» **What the task requires**: Keep every line in which "RawCompoundData" occurs and drop the rest of the data.

=====

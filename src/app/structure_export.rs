//! Saves 3D structure files for resolved records on request.

use std::path::{Path, PathBuf};
use std::sync::atomic::{AtomicBool, Ordering};

use anyhow::{Context, Result};
use chemly_core::{MoleculeRecord, StructureFetcher};
use tracing::{debug, info, warn};

/// Counts from one structure export pass.
#[derive(Debug, Default, PartialEq, Eq)]
pub(crate) struct StructureExportSummary {
    pub(crate) saved: Vec<PathBuf>,
    pub(crate) unavailable: usize,
}

/// Picks the records whose CID or display name matches one of `selectors`
/// (names compared case-insensitively). No selectors picks every record.
pub(crate) fn select_records(
    records: &[MoleculeRecord],
    selectors: &[String],
) -> Vec<MoleculeRecord> {
    if selectors.is_empty() {
        return records.to_vec();
    }
    let selectors: Vec<&str> = selectors.iter().map(|s| s.trim()).collect();
    for selector in &selectors {
        if !records.iter().any(|record| matches_selector(record, selector)) {
            warn!(selector = %selector, "no resolved compound matches structure selector");
        }
    }
    records
        .iter()
        .filter(|record| selectors.iter().any(|selector| matches_selector(record, selector)))
        .cloned()
        .collect()
}

fn matches_selector(record: &MoleculeRecord, selector: &str) -> bool {
    selector == record.database_id().to_string()
        || selector.eq_ignore_ascii_case(record.display_name())
}

/// Fetches and saves one SDF file per record into `dir`.
///
/// Records without 3D data are counted, not treated as errors. Stops early once
/// `interrupted` is set.
pub(crate) async fn export_structures(
    fetcher: &StructureFetcher,
    records: &[MoleculeRecord],
    dir: &Path,
    interrupted: &AtomicBool,
) -> Result<StructureExportSummary> {
    tokio::fs::create_dir_all(dir)
        .await
        .with_context(|| format!("Failed to create structure directory '{}'", dir.display()))?;

    let mut summary = StructureExportSummary::default();
    for record in records {
        if interrupted.load(Ordering::SeqCst) {
            warn!("structure export interrupted");
            break;
        }
        let Some(payload) = fetcher.fetch_interruptible(record, interrupted).await else {
            if interrupted.load(Ordering::SeqCst) {
                warn!("structure export interrupted");
                break;
            }
            debug!(cid = record.database_id(), "no 3D structure available");
            summary.unavailable += 1;
            continue;
        };
        let path = payload.save_into(dir).await.with_context(|| {
            format!(
                "Failed to save structure file '{}' in '{}'",
                payload.file_name(),
                dir.display()
            )
        })?;
        summary.saved.push(path);
    }

    info!(
        saved = summary.saved.len(),
        unavailable = summary.unavailable,
        dir = %dir.display(),
        "Structure export complete"
    );
    Ok(summary)
}
//! PubChem gateway - resolves identifiers via the PubChem PUG-REST API.
//!
//! The [`PubChemGateway`] queries the compound property endpoint for names,
//! CIDs, and SMILES strings, and the SDF endpoint for 3D structure records.

use async_trait::async_trait;
use reqwest::header::ACCEPT;
use reqwest::{Client, StatusCode};
use serde::Deserialize;
use tracing::{debug, warn};

use crate::parser::IdentifierKind;

use super::http_client::build_gateway_http_client;
use super::{CompoundGateway, LookupError, RawCompoundData};

/// Default PubChem PUG-REST base URL.
pub const DEFAULT_PUBCHEM_BASE_URL: &str = "https://pubchem.ncbi.nlm.nih.gov/rest/pug";

/// Properties requested for every compound, in PUG-REST naming.
const PROPERTY_LIST: &str = "IUPACName,SMILES,MolecularWeight,MolecularFormula,XLogP,HBondDonorCount,HBondAcceptorCount";

// ==================== PUG-REST Response Types ====================

/// Top-level property endpoint response.
#[derive(Debug, Deserialize)]
pub(crate) struct PropertyResponse {
    #[serde(rename = "PropertyTable")]
    pub property_table: Option<PropertyTable>,
}

/// The `PropertyTable` object.
#[derive(Debug, Deserialize)]
pub(crate) struct PropertyTable {
    #[serde(rename = "Properties", default)]
    pub properties: Vec<CompoundProperties>,
}

/// One entry of `PropertyTable.Properties`.
#[derive(Debug, Deserialize)]
pub(crate) struct CompoundProperties {
    #[serde(rename = "CID")]
    pub cid: u64,
    #[serde(rename = "IUPACName")]
    pub iupac_name: Option<String>,
    #[serde(rename = "SMILES")]
    pub smiles: Option<String>,
    #[serde(rename = "CanonicalSMILES")]
    pub canonical_smiles: Option<String>,
    #[serde(rename = "IsomericSMILES")]
    pub isomeric_smiles: Option<String>,
    #[serde(rename = "MolecularWeight")]
    pub molecular_weight: Option<NumberOrString>,
    #[serde(rename = "MolecularFormula")]
    pub molecular_formula: Option<String>,
    #[serde(rename = "XLogP")]
    pub xlogp: Option<f64>,
    #[serde(rename = "HBondDonorCount")]
    pub h_bond_donor_count: Option<u32>,
    #[serde(rename = "HBondAcceptorCount")]
    pub h_bond_acceptor_count: Option<u32>,
}

/// PUG-REST reports `MolecularWeight` as a string; older responses used a number.
#[derive(Debug, Deserialize)]
#[serde(untagged)]
pub(crate) enum NumberOrString {
    Number(serde_json::Number),
    Text(String),
}

impl NumberOrString {
    /// The value as the service wrote it (`"32.00"` stays `32.00`); text that is
    /// not a number is dropped.
    fn into_reported_text(self) -> Option<String> {
        match self {
            Self::Number(value) => Some(value.to_string()),
            Self::Text(text) => {
                let text = text.trim();
                text.parse::<f64>().is_ok().then(|| text.to_string())
            }
        }
    }
}

impl PropertyResponse {
    /// Takes the first listed compound; an empty or absent table yields `None`.
    fn into_first_compound(self) -> Option<CompoundProperties> {
        self.property_table?.properties.into_iter().next()
    }
}

impl CompoundProperties {
    fn into_raw(self) -> RawCompoundData {
        let molecular_mass = self
            .molecular_weight
            .and_then(NumberOrString::into_reported_text);
        RawCompoundData {
            database_id: self.cid,
            name: self.iupac_name,
            structural_notation: self
                .smiles
                .or(self.canonical_smiles)
                .or(self.isomeric_smiles),
            molecular_mass,
            molecular_formula: self.molecular_formula,
            log_p: self.xlogp,
            hydrogen_donor_count: self.h_bond_donor_count,
            hydrogen_acceptor_count: self.h_bond_acceptor_count,
        }
    }
}

// ==================== PubChemGateway ====================

/// Compound gateway backed by the PubChem PUG-REST API.
///
/// Identifiers are routed to the `cid`, `smiles`, or `name` input namespace by
/// their [`IdentifierKind`] and embedded as a single percent-encoded path segment.
pub struct PubChemGateway {
    client: Client,
    base_url: String,
}

impl PubChemGateway {
    /// Creates a gateway for the public PubChem endpoint.
    ///
    /// # Errors
    ///
    /// Returns [`LookupError`] if HTTP client construction fails.
    pub fn new() -> Result<Self, LookupError> {
        Self::with_base_url(DEFAULT_PUBCHEM_BASE_URL)
    }

    /// Creates a gateway with a custom base URL (mirrors, wiremock).
    ///
    /// # Errors
    ///
    /// Returns [`LookupError`] if HTTP client construction fails.
    #[tracing::instrument(skip_all)]
    pub fn with_base_url(base_url: impl Into<String>) -> Result<Self, LookupError> {
        let base_url = base_url.into().trim_end_matches('/').to_string();
        Ok(Self {
            client: build_gateway_http_client("pubchem")?,
            base_url,
        })
    }

    /// Returns the configured base URL.
    #[must_use]
    pub fn base_url(&self) -> &str {
        &self.base_url
    }

    fn property_url(&self, identifier: &str, kind: IdentifierKind) -> String {
        format!(
            "{}/compound/{}/{}/property/{}/JSON",
            self.base_url,
            kind.namespace(),
            urlencoding::encode(identifier),
            PROPERTY_LIST
        )
    }

    fn structure_url(&self, database_id: u64) -> String {
        format!(
            "{}/compound/cid/{}/SDF?record_type=3d",
            self.base_url, database_id
        )
    }
}

impl std::fmt::Debug for PubChemGateway {
    fn fmt(&self, f: &mut std::fmt::Formatter<'_>) -> std::fmt::Result {
        f.debug_struct("PubChemGateway")
            .field("base_url", &self.base_url)
            .finish_non_exhaustive()
    }
}

#[async_trait]
impl CompoundGateway for PubChemGateway {
    fn name(&self) -> &str {
        "pubchem"
    }

    #[tracing::instrument(skip(self, kind), fields(gateway = "pubchem", kind = %kind))]
    async fn resolve(
        &self,
        identifier: &str,
        kind: IdentifierKind,
    ) -> Result<Option<RawCompoundData>, LookupError> {
        let url = self.property_url(identifier, kind);
        debug!(api_url = %url, "Calling PubChem property API");

        let response = self
            .client
            .get(&url)
            .header(ACCEPT, "application/json")
            .send()
            .await
            .map_err(|e| {
                warn!(error = %e, "PubChem property request failed");
                LookupError::transport(identifier, &e.to_string())
            })?;

        let status = response.status();
        if status == StatusCode::NOT_FOUND {
            debug!("PubChem reported no matching compound");
            return Ok(None);
        }
        if !status.is_success() {
            debug!(status = status.as_u16(), "PubChem property API error");
            return Err(LookupError::http_status(identifier, status.as_u16()));
        }

        let body = response.json::<PropertyResponse>().await.map_err(|e| {
            warn!(error = %e, "Failed to parse PubChem property JSON");
            LookupError::protocol(identifier, "property response was not valid PUG-REST JSON")
        })?;

        let compound = body.into_first_compound().map(CompoundProperties::into_raw);
        if let Some(compound) = &compound {
            debug!(cid = compound.database_id, "PubChem matched compound");
        }
        Ok(compound)
    }

    #[tracing::instrument(skip(self), fields(gateway = "pubchem"))]
    async fn fetch_structure_3d(&self, database_id: u64) -> Result<Option<Vec<u8>>, LookupError> {
        let url = self.structure_url(database_id);
        let label = database_id.to_string();
        debug!(api_url = %url, "Calling PubChem SDF API");

        let response = self.client.get(&url).send().await.map_err(|e| {
            warn!(error = %e, "PubChem SDF request failed");
            LookupError::transport(&label, &e.to_string())
        })?;

        let status = response.status();
        if status == StatusCode::NOT_FOUND {
            debug!("PubChem has no 3D record for compound");
            return Ok(None);
        }
        if !status.is_success() {
            return Err(LookupError::http_status(&label, status.as_u16()));
        }

        let body = response
            .bytes()
            .await
            .map_err(|e| LookupError::transport(&label, &e.to_string()))?;
        if body.is_empty() {
            return Ok(None);
        }
        Ok(Some(body.to_vec()))
    }
}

=====

» **Written answer**:
use super::{CompoundGateway, LookupError, RawCompoundData};
    fn into_raw(self) -> RawCompoundData {
        RawCompoundData {
    ) -> Result<Option<RawCompoundData>, LookupError> {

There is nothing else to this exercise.